Based on the Joga Yoga daily schedule, which runs from 6:30 AM to 5:30 PM with two to three practice sessions.

Activewear: 10–12 sets minimum

Shorts over leggings: full-length leggings in 30°C heat and 85% humidity are uncomfortable for a five-hour practice day. Built-in bra tops reduce layers. This number sounds excessive until you’re on day three with no dry kit.

Yoga mat

Mats are provided at the Joga Yoga shala. Confirm before packing one. If you have a mat you’re attached to, bring it. Otherwise, don’t carry the weight.

Two microfibre towels

One for the mat, essential during morning Vinyasa. One for yourself. Microfibre dries faster than cotton in humid conditions, which matters when you’re doing three sessions a day.

Water bottle (1 litre minimum)

Joga Yoga has filtered water available at the shala. A refillable stainless steel or BPA-free bottle is the right call. Single-use plastic bottles over three weeks is expensive and wasteful.

Shawl or thin blanket

For candlelight Yin Yoga, Savasana, and early morning meditation sessions. A lightweight cotton shawl packs flat and gets used daily.

Two notebooks and multiple pens

One for class notes: anatomy, philosophy, sequencing, Sanskrit terms. You’ll cover a lot of ground.

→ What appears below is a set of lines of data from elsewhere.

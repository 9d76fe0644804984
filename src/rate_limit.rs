use std::time::Duration;

use tokio::sync::Mutex;
use tokio::time::Instant;

/// Process-wide gate serializing outbound API calls.
///
/// Every upstream request goes through [`acquire`](RateLimiter::acquire),
/// which guarantees at least `min_interval` between any two grants no matter
/// how many tasks contend. One instance is shared (via `Arc`) by every
/// resolver so the spacing holds across all lookup kinds.
pub struct RateLimiter {
    min_interval: Duration,
    last_granted: Mutex<Option<Instant>>,
}

impl RateLimiter {
    pub fn new(min_interval: Duration) -> Self {
        Self {
            min_interval,
            last_granted: Mutex::new(None),
        }
    }

    /// Blocks until `min_interval` has elapsed since the previous grant, then
    /// records the current time as the new grant.
    ///
    /// The elapsed check, the sleep, and the timestamp update form one
    /// critical section: the lock is held across the sleep, so contending
    /// tasks queue on the whole sequence rather than racing past a sleeping
    /// holder. Cannot fail; only delays.
    pub async fn acquire(&self) {
        let mut last = self.last_granted.lock().await;
        if let Some(previous) = *last {
            let elapsed = previous.elapsed();
            if elapsed < self.min_interval {
                tokio::time::sleep(self.min_interval - elapsed).await;
            }
        }
        *last = Some(Instant::now());
    }
}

One for personal reflection (or use the dedicated journal above for this). Humidity warps cheap notebook covers and ink bleeds on low-quality paper. Use something decent.

Portable charger

The shala may not have accessible power points during practice sessions. If you use music for sequencing practice, you need a charged phone. Bring one.

What Joga Yoga provides

The program fee covers all yoga books and resources, vegan breakfasts and lunches daily, and towels and room amenities if you’re staying on-site at Mona Mona Villa. The sauna and cold plunge are included for all students. You don’t need to pack books, cooking equipment, or bath towels. The accommodation guide covers exactly what’s included across each tier.

Leave at home

Extra shoes. People arrive with two or three pairs and use one. Flip flops get you from villa to shala. Sandals cover evenings and weekend activities. Trainers sit in the bag for three weeks, take up space, and leather ones grow mould. One pair of flip flops and one pair of supportive sandals is the complete footwear requirement for a Canggu YTT.

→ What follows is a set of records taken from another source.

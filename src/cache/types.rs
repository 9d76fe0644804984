use serde::{Deserialize, Serialize};
use uuid::Uuid;

use crate::models::{AlbumInfo, ChartArtist, ChartTrack, Review, ReviewKind, TagInfo};

/// Key shapes the store is queried by. Exact-field match only.
#[derive(Debug, Clone, PartialEq, Eq, Hash)]
pub enum StoreKey {
    Tag(String),
    Album { artist: String, album: String },
    Country(String),
    Reviews { kind: ReviewKind, item_id: Uuid },
}

#[derive(Debug, Clone, PartialEq, Serialize, Deserialize)]
pub struct Document {
    pub id: Uuid,
    pub body: DocumentBody,
}

#[derive(Debug, Clone, PartialEq, Serialize, Deserialize)]
pub enum DocumentBody {
    Tag {
        tag: String,
        info: TagInfo,
    },
    Album {
        artist: String,
        album: String,
        info: AlbumInfo,
    },
    Country {
        country: String,
        top_tracks: Vec<ChartTrack>,
        top_artists: Vec<ChartArtist>,
    },
    Review(Review),
}

impl Document {
    pub fn new(body: DocumentBody) -> Self {
        Self {
            id: Uuid::new_v4(),
            body,
        }
    }

    /// Whether this document matches a lookup key, field for field.
    pub fn matches(&self, key: &StoreKey) -> bool {
        match (&self.body, key) {
            (DocumentBody::Tag { tag, .. }, StoreKey::Tag(wanted)) => tag == wanted,
            (
                DocumentBody::Album { artist, album, .. },
                StoreKey::Album {
                    artist: wanted_artist,
                    album: wanted_album,
                },
            ) => artist == wanted_artist && album == wanted_album,
            (DocumentBody::Country { country, .. }, StoreKey::Country(wanted)) => {
                country == wanted
            }
            (DocumentBody::Review(review), StoreKey::Reviews { kind, item_id }) => {
                review.kind == *kind && review.item_id == *item_id
            }
            _ => false,
        }
    }
}

/// Outcome of a cache-or-fetch lookup: where the value came from, or that the
/// upstream could not provide one. Expected upstream failures never surface
/// as errors; they collapse to `Unavailable`.
#[derive(Debug, Clone, PartialEq)]
pub enum Lookup<T> {
    /// Answered from the local store.
    Cached(T),
    /// Fetched from the upstream API on a cache miss.
    Fresh(T),
    /// The upstream failed or the response was malformed; nothing was cached.
    Unavailable,
}

impl<T> Lookup<T> {
    pub fn value(&self) -> Option<&T> {
        match self {
            Lookup::Cached(value) | Lookup::Fresh(value) => Some(value),
            Lookup::Unavailable => None,
        }
    }

    pub fn into_value(self) -> Option<T> {
        match self {
            Lookup::Cached(value) | Lookup::Fresh(value) => Some(value),
            Lookup::Unavailable => None,
        }
    }

    pub fn from_cache(&self) -> bool {
        matches!(self, Lookup::Cached(_))
    }

    pub fn is_unavailable(&self) -> bool {
        matches!(self, Lookup::Unavailable)
    }
}

#[cfg(test)]
mod tests {
    use super::*;

    fn tag_doc(tag: &str) -> Document {
        Document::new(DocumentBody::Tag {
            tag: tag.to_string(),
            info: TagInfo {
                wiki_summary: String::new(),
                wiki_content: String::new(),
            },
        })
    }

    #[test]
    fn tag_documents_match_their_tag_only() {
        let doc = tag_doc("rock");
        assert!(doc.matches(&StoreKey::Tag("rock".to_string())));
        assert!(!doc.matches(&StoreKey::Tag("jazz".to_string())));
        assert!(!doc.matches(&StoreKey::Country("rock".to_string())));
    }

    #[test]
    fn album_keys_need_both_fields() {
        let doc = Document::new(DocumentBody::Album {
            artist: "Daft Punk".to_string(),
            album: "Discovery".to_string(),
            info: AlbumInfo {
                name: "Discovery".to_string(),
                artist: "Daft Punk".to_string(),
                url: None,
                release_date: None,
                total_duration_minutes: None,
                tracks: vec![],
            },
        });

        assert!(doc.matches(&StoreKey::Album {
            artist: "Daft Punk".to_string(),
            album: "Discovery".to_string(),
        }));
        assert!(!doc.matches(&StoreKey::Album {
            artist: "Daft Punk".to_string(),
            album: "Homework".to_string(),
        }));
    }

    #[test]
    fn lookup_reports_provenance() {
        let cached = Lookup::Cached(1);
        let fresh = Lookup::Fresh(1);
        let missing: Lookup<i32> = Lookup::Unavailable;

        assert!(cached.from_cache());
        assert!(!fresh.from_cache());
        assert_eq!(fresh.value(), Some(&1));
        assert!(missing.is_unavailable());
        assert_eq!(missing.value(), None);
    }
}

Also skip: a yoga mat if you haven’t confirmed you need one, heavy toiletries available everywhere in Bali, and anything packed “just in case” with no specific scenario in mind.

Quick-reference checklist

Bring from home: SB probiotics (start two weeks before you leave), conditioner and specific hair products, tampons if you use them, a dedicated journal, rain poncho if arriving November–March.

Yoga kit from home: 10–12 activewear sets (shorts-heavy), two microfibre towels, 1-litre water bottle, shawl or thin blanket, two notebooks and multiple pens, portable charger.

Sort before you land: eSIM via Klook.

Buy on arrival in Bali: antifungal products (Canesten, Fungiderm, Daktarin, Neo Ultrasiline), muscle rub (Counterpain, Salonpas, Balsem Geliga), sarong from Krishna, mosquito repellent, Pocari Sweat for daily electrolytes, Yakult for gut support, any casual clothes you need.

Don’t pack: extra shoes, yoga mat (confirm first), ORS sachets, Tiger Balm, sunscreen (buy locally).

For the full picture of what the training day looks like before you think about packing, the guide to what to expect at Joga Yoga and the pre-arrival preparation guide are both worth reading first.

yoga sauna and cold plunge in canggu bali

Frequently asked questions

Do I need to bring my own yoga mat to Joga Yoga’s training?
Mats are provided at the shala. Unless you’re attached to a specific mat, leave yours at home. If you do want to bring one, a lightweight travel mat makes more sense than a full-size mat for a three-week trip.

How many yoga outfits should I pack for a 23-day Bali YTT?
Ten to twelve sets minimum. You’ll go through two outfits a day in the heat. Machine-washed clothes dry in under a day in direct sun, but hand-washed items take longer and wet season is less predictable. You need enough rotation that you always have dry kit.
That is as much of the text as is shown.